During the previous season, Sam went to Italy to stop Frasier and Diane's wedding. This season, he fails to do so, and returns to Boston. Several months later, Frasier comes to the bar to announce that Diane jilted him at the altar, made love to other men, and is now in a convent, located one hour away from Boston. Sam retrieves Diane from the convent and rehires her as a bar waitress. After having lost everything, including his career, Frasier frequently visits the Boston bar, Cheers, for drinks and then slowly degenerates into alcoholism. He recovers, then begins another psychiatric job, distancing himself from Sam and Diane's relationship. Sam then begins a relationship with the city councillor Janet Eldrige (Kate Mulgrew). Tired of being part the triangle with Sam and Diane, Janet breaks up with Sam. In the season's finale, during a telephone call, Sam proposes to an unidentified woman.

Episodes

Production

During filming of the series' third season, Nicholas Colasanto, who portrayed regular character Coach Ernie Pantusso, died of a heart attack. Rather than recast the character, Coach was written out. In the season's premiere episode, "Birth, Death, Love and Rice", it was revealed that the character of Coach had died, although no explanation was given. As a replacement for Coach, the show's producers created a new character, Woody Boyd, "an Indiana farm boy" who becomes a bartender in the bar of big city Boston, portrayed by Woody Harrelson. Before Cheers, Harrelson was an understudy in a Broadway play, Biloxi Blues, and made his film debut in Wildcats, which was released to theaters in February 1986.

Reception
In the 1985–86 season, Cheers was scheduled at 9:00 p.m. (Eastern) / 8:00 p.m. (Central) against CBS's Simon & Simon and ABC's The Colbys, which replaced Lady Blue, which moved to Saturdays in mid-November 1985. On December 26, 1985, the series gained 33 percent in the Nielsen ratings from the previous season. As of January 29, 1986, it became one of top three rated series among females, along with the other two Must See TV sitcoms, The Cosby Show and Family Ties.

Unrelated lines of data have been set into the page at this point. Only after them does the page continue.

/// Canonical cell color. Input tokens and on-screen styling are derived from
/// this; equality is by variant, never by appearance.
#[derive(Clone, Copy, PartialEq, Eq, Hash, Debug)]
pub enum Color {
    Red,
    Blue,
    Green,
    Yellow,
    Cyan,
    Magenta,
}

impl Color {
    /// The default palette, in legend order.
    pub const ALL: [Color; 6] = [
        Color::Red,
        Color::Blue,
        Color::Green,
        Color::Yellow,
        Color::Cyan,
        Color::Magenta,
    ];

    /// Single-letter token shown in the legend and typed by the player.
    pub fn token(self) -> char {
        match self {
            Color::Red => 'r',
            Color::Blue => 'b',
            Color::Green => 'g',
            Color::Yellow => 'y',
            Color::Cyan => 'c',
            Color::Magenta => 'm',
        }
    }

    /// Inverse of `token`. Unrecognized characters map to `None`.
    pub fn from_token(token: char) -> Option<Color> {
        match token.to_ascii_lowercase() {
            'r' => Some(Color::Red),
            'b' => Some(Color::Blue),
            'g' => Some(Color::Green),
            'y' => Some(Color::Yellow),
            'c' => Some(Color::Cyan),
            'm' => Some(Color::Magenta),
            _ => None,
        }
    }

    pub fn name(self) -> &'static str {
        match self {
            Color::Red => "red",
            Color::Blue => "blue",
            Color::Green => "green",
            Color::Yellow => "yellow",
            Color::Cyan => "cyan",
            Color::Magenta => "magenta",
        }
    }
}
use crossterm::{
    event::{self, Event},
    execute,
    terminal::{self, EnterAlternateScreen, LeaveAlternateScreen},
};
use ratatui::{backend::CrosstermBackend, Terminal};
use std::{io::stdout, time::Duration};

use floodit::app::App;
use floodit::ui::ui;

fn main() -> Result<(), Box<dyn std::error::Error>> {
    // Setup terminal
    terminal::enable_raw_mode()?;
    let mut stdout = stdout();
    execute!(stdout, EnterAlternateScreen)?;

    let backend = CrosstermBackend::new(stdout);
    let mut terminal = Terminal::new(backend)?;

    let mut app = App::new();

    // Event loop: one full move is applied before the next key is read
    loop {
        terminal.draw(|f| ui(f, &app))?;

        if app.should_quit {
            break;
        }

        if event::poll(Duration::from_millis(100))? {
            if let Event::Key(key) = event::read()? {
                app.handle_key(key);
            }
        }
    }

    // Cleanup
    terminal::disable_raw_mode()?;
    execute!(terminal.backend_mut(), LeaveAlternateScreen)?;
    terminal.show_cursor()?;

    Ok(())
}
use rand::Rng;

use crate::game::color::Color;

/// Result of a recolor request.
#[derive(Clone, Copy, PartialEq, Eq, Debug)]
pub enum Recolor {
    /// The target matched the origin color; nothing changed.
    NoOp,
    /// The origin region was repainted.
    Filled { region_size: usize, solved: bool },
}

/// Rectangular grid of colored cells. Dimensions are fixed at construction;
/// changing size means building a new board.
///
/// Cell (0, 0) is the origin: the player always controls the 4-connected
/// region of origin-colored cells reachable from it.
#[derive(Clone, PartialEq, Eq, Debug)]
pub struct Board {
    rows: usize,
    cols: usize,
    cells: Vec<Color>,
}

impl Board {
    /// Build a board with every cell drawn independently and uniformly from
    /// `palette`. Dimensions and palette are caller-controlled; both must be
    /// non-empty.
    pub fn random(rows: usize, cols: usize, palette: &[Color], rng: &mut impl Rng) -> Self {
        assert!(rows >= 1 && cols >= 1, "board dimensions must be positive");
        assert!(!palette.is_empty(), "palette must not be empty");

        let cells = (0..rows * cols)
            .map(|_| palette[rng.gen_range(0..palette.len())])
            .collect();

        Board { rows, cols, cells }
    }

    #[cfg(test)]
    pub(crate) fn from_cells(rows: usize, cols: usize, cells: Vec<Color>) -> Self {
        assert_eq!(cells.len(), rows * cols);
        Board { rows, cols, cells }
    }

    fn idx(&self, row: usize, col: usize) -> usize {
        row * self.cols + col
    }

    pub fn rows(&self) -> usize {
        self.rows
    }

    pub fn cols(&self) -> usize {
        self.cols
    }

    pub fn area(&self) -> usize {
        self.rows * self.cols
    }

    pub fn get(&self, row: usize, col: usize) -> Color {
        self.cells[self.idx(row, col)]
    }

    /// Color of the origin cell, i.e. the player's controlling color.
    pub fn origin_color(&self) -> Color {
        self.cells[0]
    }

    /// Repaint the player's region with `target`.
    ///
    /// Flood-fills from the origin over the 4-connected region of cells that
    /// match the origin's current color, writing `target` into each member
    /// exactly once; cells outside the region are never touched. Uses an
    /// explicit worklist, so memory is bounded by the board and neighbor
    /// access never leaves the grid.
    ///
    /// Returns the size of the player's region on the repainted board. The
    /// fill can merge the old region with cells that already held `target`,
    /// so this is recomputed afterwards rather than read off a counter kept
    /// during the fill.
    pub fn recolor(&mut self, target: Color) -> Recolor {
        let origin = self.origin_color();
        if target == origin {
            return Recolor::NoOp;
        }

        let mut frontier = vec![(0usize, 0usize)];
        while let Some((row, col)) = frontier.pop() {
            let i = self.idx(row, col);
            // A cell can be pushed by two of its neighbors; only the first
            // pop still matches the origin color.
            if self.cells[i] != origin {
                continue;
            }
            self.cells[i] = target;

            if row > 0 {
                frontier.push((row - 1, col));
            }
            if row + 1 < self.rows {
                frontier.push((row + 1, col));
            }
            if col > 0 {
                frontier.push((row, col - 1));
            }
            if col + 1 < self.cols {
                frontier.push((row, col + 1));
            }
        }

        Recolor::Filled {
            region_size: self.origin_region_size(),
            solved: self.is_solved(),
        }
    }

    /// True when every cell matches the origin cell.
    pub fn is_solved(&self) -> bool {
        let origin = self.origin_color();
        self.cells.iter().all(|&cell| cell == origin)
    }

    /// Whole-board tally of `color`, connected or not. Display helper only;
    /// the fill never consults this.
    pub fn color_count(&self, color: Color) -> usize {
        self.cells.iter().filter(|&&cell| cell == color).count()
    }

    /// Size of the player's region, without mutating anything. Same traversal
    /// as `recolor`, tracking visits instead of overwriting colors.
    pub fn origin_region_size(&self) -> usize {
        let origin = self.origin_color();
        let mut seen = vec![false; self.cells.len()];
        let mut size = 0;
        let mut frontier = vec![(0usize, 0usize)];
        while let Some((row, col)) = frontier.pop() {
            let i = self.idx(row, col);
            if seen[i] || self.cells[i] != origin {
                continue;
            }
            seen[i] = true;
            size += 1;

            if row > 0 {
                frontier.push((row - 1, col));
            }
            if row + 1 < self.rows {
                frontier.push((row + 1, col));
            }
            if col > 0 {
                frontier.push((row, col - 1));
            }
            if col + 1 < self.cols {
                frontier.push((row, col + 1));
            }
        }
        size
    }
}

#[cfg(test)]
mod tests {
    use super::*;
    use rand::rngs::StdRng;
    use rand::SeedableRng;

    use super::Color::{Blue, Green, Red, Yellow};

    fn board_from(rows: &[&[Color]]) -> Board {
        let cells: Vec<Color> = rows.iter().flat_map(|row| row.iter().copied()).collect();
        Board::from_cells(rows.len(), rows[0].len(), cells)
    }

    #[test]
    fn test_random_board_draws_from_palette() {
        let mut rng = StdRng::seed_from_u64(7);
        let palette = [Red, Blue, Green];
        let board = Board::random(9, 14, &palette, &mut rng);

        assert_eq!(board.rows(), 9);
        assert_eq!(board.cols(), 14);
        assert_eq!(board.area(), 126);
        for row in 0..board.rows() {
            for col in 0..board.cols() {
                assert!(palette.contains(&board.get(row, col)));
            }
        }
    }

    #[test]
    fn test_recolor_same_color_is_noop() {
        let mut board = board_from(&[&[Red, Blue], &[Green, Yellow]]);
        let before = board.clone();

        assert_eq!(board.recolor(Red), Recolor::NoOp);
        assert_eq!(board, before);
    }

    #[test]
    fn test_recolor_floods_split_board() {
        // [[R, R], [B, B]] with red origin: recoloring blue floods everything.
        let mut board = board_from(&[&[Red, Red], &[Blue, Blue]]);

        let outcome = board.recolor(Blue);

        assert_eq!(
            outcome,
            Recolor::Filled {
                region_size: 4,
                solved: true
            }
        );
        for row in 0..2 {
            for col in 0..2 {
                assert_eq!(board.get(row, col), Blue);
            }
        }
    }

    #[test]
    fn test_recolor_checkerboard_touches_only_origin() {
        let mut board = board_from(&[
            &[Red, Blue, Red],
            &[Blue, Red, Blue],
            &[Red, Blue, Red],
        ]);

        let outcome = board.recolor(Blue);

        // Only the origin cell changed, and it merged with the two blue
        // neighbors that were already there.
        assert_eq!(
            outcome,
            Recolor::Filled {
                region_size: 3,
                solved: false
            }
        );
        assert_eq!(board.get(0, 0), Blue);
        assert_eq!(board.get(1, 1), Red);
        assert_eq!(board.get(2, 2), Red);
        assert_eq!(board.get(0, 2), Red);
        assert_eq!(board.get(2, 0), Red);
    }

    #[test]
    fn test_recolor_without_adjacent_target_changes_one_cell() {
        let mut board = board_from(&[&[Red, Blue], &[Blue, Red]]);

        let outcome = board.recolor(Green);

        assert_eq!(
            outcome,
            Recolor::Filled {
                region_size: 1,
                solved: false
            }
        );
        assert_eq!(board.get(0, 0), Green);
        assert_eq!(board.get(0, 1), Blue);
        assert_eq!(board.get(1, 0), Blue);
        assert_eq!(board.get(1, 1), Red);
    }

    #[test]
    fn test_recolor_leaves_disconnected_same_color_cells() {
        // The bottom-right red cell matches the origin color but is cut off
        // by the blue band, so the fill must not reach it.
        let mut board = board_from(&[
            &[Red, Red, Blue],
            &[Red, Blue, Green],
            &[Blue, Green, Red],
        ]);

        let outcome = board.recolor(Green);

        assert_eq!(
            outcome,
            Recolor::Filled {
                region_size: 3,
                solved: false
            }
        );
        assert_eq!(board.get(0, 0), Green);
        assert_eq!(board.get(0, 1), Green);
        assert_eq!(board.get(1, 0), Green);
        assert_eq!(board.get(2, 2), Red);
        // Untouched cells keep their exact colors.
        assert_eq!(board.get(0, 2), Blue);
        assert_eq!(board.get(1, 1), Blue);
        assert_eq!(board.get(2, 0), Blue);
        assert_eq!(board.get(1, 2), Green);
        assert_eq!(board.get(2, 1), Green);
    }

    #[test]
    fn test_recolor_can_grow_the_region() {
        // Recoloring to blue merges the origin with the adjacent blue run,
        // even though only one cell was rewritten.
        let mut board = board_from(&[&[Red, Blue, Blue, Green]]);

        let outcome = board.recolor(Blue);

        assert_eq!(
            outcome,
            Recolor::Filled {
                region_size: 3,
                solved: false
            }
        );
        assert_eq!(board.origin_region_size(), 3);
        assert_eq!(board.get(0, 3), Green);
    }

    #[test]
    fn test_single_cell_board() {
        let mut board = board_from(&[&[Red]]);

        assert!(board.is_solved());
        assert_eq!(
            board.recolor(Blue),
            Recolor::Filled {
                region_size: 1,
                solved: true
            }
        );
        assert_eq!(board.get(0, 0), Blue);
    }

    #[test]
    fn test_region_size_bounds_on_random_boards() {
        let mut rng = StdRng::seed_from_u64(42);
        for _ in 0..20 {
            let mut board = Board::random(8, 8, &Color::ALL, &mut rng);
            let origin = board.origin_color();
            let target = Color::ALL
                .into_iter()
                .find(|&color| color != origin)
                .unwrap();

            match board.recolor(target) {
                Recolor::Filled { region_size, .. } => {
                    assert!(region_size >= 1 && region_size <= board.area());
                    // Every recolored cell now carries the target color.
                    assert!(board.color_count(target) >= region_size);
                }
                Recolor::NoOp => panic!("target differs from origin"),
            }
        }
    }

    #[test]
    fn test_is_solved_iff_one_color_covers_the_area() {
        let uniform = board_from(&[&[Green, Green], &[Green, Green]]);
        assert!(uniform.is_solved());
        assert_eq!(uniform.color_count(Green), uniform.area());
        for color in Color::ALL {
            if color != Green {
                assert_eq!(uniform.color_count(color), 0);
            }
        }

        let mixed = board_from(&[&[Green, Green], &[Green, Red]]);
        assert!(!mixed.is_solved());
        assert!(Color::ALL
            .into_iter()
            .all(|color| mixed.color_count(color) != mixed.area()));
    }

    #[test]
    fn test_recolor_agrees_with_fresh_traversal() {
        let mut rng = StdRng::seed_from_u64(99);
        for _ in 0..20 {
            let board = Board::random(6, 10, &Color::ALL, &mut rng);
            let before = board.origin_region_size();

            let origin = board.origin_color();
            let target = Color::ALL
                .into_iter()
                .find(|&color| color != origin)
                .unwrap();
            let mut mutated = board.clone();
            match mutated.recolor(target) {
                Recolor::Filled { region_size, .. } => {
                    // The reported size is exactly what a fresh traversal of
                    // the repainted board sees, and filling never shrinks
                    // the region.
                    assert_eq!(region_size, mutated.origin_region_size());
                    assert!(region_size >= before);
                }
                Recolor::NoOp => panic!("target differs from origin"),
            }
        }
    }

    #[test]
    fn test_repeated_recolors_terminate_and_solve() {
        // Alternate between two colors on a two-color board; the region can
        // only grow, so the board must end up uniform.
        let mut board = board_from(&[
            &[Red, Blue, Red, Blue],
            &[Blue, Red, Blue, Red],
            &[Red, Blue, Red, Blue],
        ]);

        let mut moves = 0;
        loop {
            let target = if board.origin_color() == Red { Blue } else { Red };
            match board.recolor(target) {
                Recolor::Filled { solved: true, .. } => break,
                Recolor::Filled { .. } => moves += 1,
                Recolor::NoOp => panic!("alternating colors can never no-op"),
            }
            assert!(moves <= board.area(), "fill failed to converge");
        }
        assert!(board.is_solved());
    }
}
//! # floodit
//!
//! A terminal Flood-It puzzle: repeatedly recolor the region anchored at the
//! top-left cell until the whole board is one color, in as few moves as you
//! can. The game core is a plain library; the binary wraps it in a
//! Crossterm/Ratatui shell.
//!
//! ## Modules
//!
//! - [`game`] — Core logic: colors, board + flood fill, game session
//! - [`input`] — Raw input tokens and their mapping to selections
//! - [`app`] — Screen state and key dispatch for the terminal shell
//! - [`ui`] — Ratatui rendering of the menu, board, and overlays
//! - [`constants`] — Board-size defaults and bounds

pub mod app;
pub mod constants;
pub mod game;
pub mod input;
pub mod ui;
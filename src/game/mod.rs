pub mod board;
pub mod color;
pub mod session;

pub use board::{Board, Recolor};
pub use color::Color;
pub use session::{GameSession, MoveError, MoveOutcome, SessionError, SessionState};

As of April 23, 1986, it scored an overall 23.7 rating and a 35 share, putting it into fifth place in the 1985–86 season.

Despite disdaining the Sam-and-Diane romance, and considering this series a typical sitcom in earlier seasons, television critic Rick Sherwood praised the fourth season as the "funniest [and] most intelligent" since the debut season.

The fourth season ended with the cliffhanger of Sam Malone calling and proposing to an unknown individual. A telephone survey polled callers regarding who they thought that recipient was: politician Janet Eldridge or Sam's on again/off again girlfriend Diane Chambers. Nearly 140 picked Diane, and almost 60 picked Janet. Those who voted for Janet were not fans of Janet; rather, they expected the love triangle to continue in the next season. A few of the callers polled considered Janet as "funny and appealing". The rest thought Janet was wrong for Sam.

Jeffrey Robinson of DVD Talk perceived this season as neither as great nor as strongly rewatchable nor as hilarious as earlier seasons, but worth watching, especially for fans. Robinson found its shows "episodic". Adam Arseneau of DVD Verdict described it as "impeccable and golden", with 95 percent on the story and 94 on acting. The critics deemed the introduction of a new character, Woody Boyd (even if not well-developed and well-integrated), the growing prominence of Frasier Crane, and the supposedly one-time character Lilith Sternin, who becomes a recurring character in later seasons, as highlights of the fourth season. However, they found the unexplained death of Coach Ernie Pantusso to be one of the season's low points.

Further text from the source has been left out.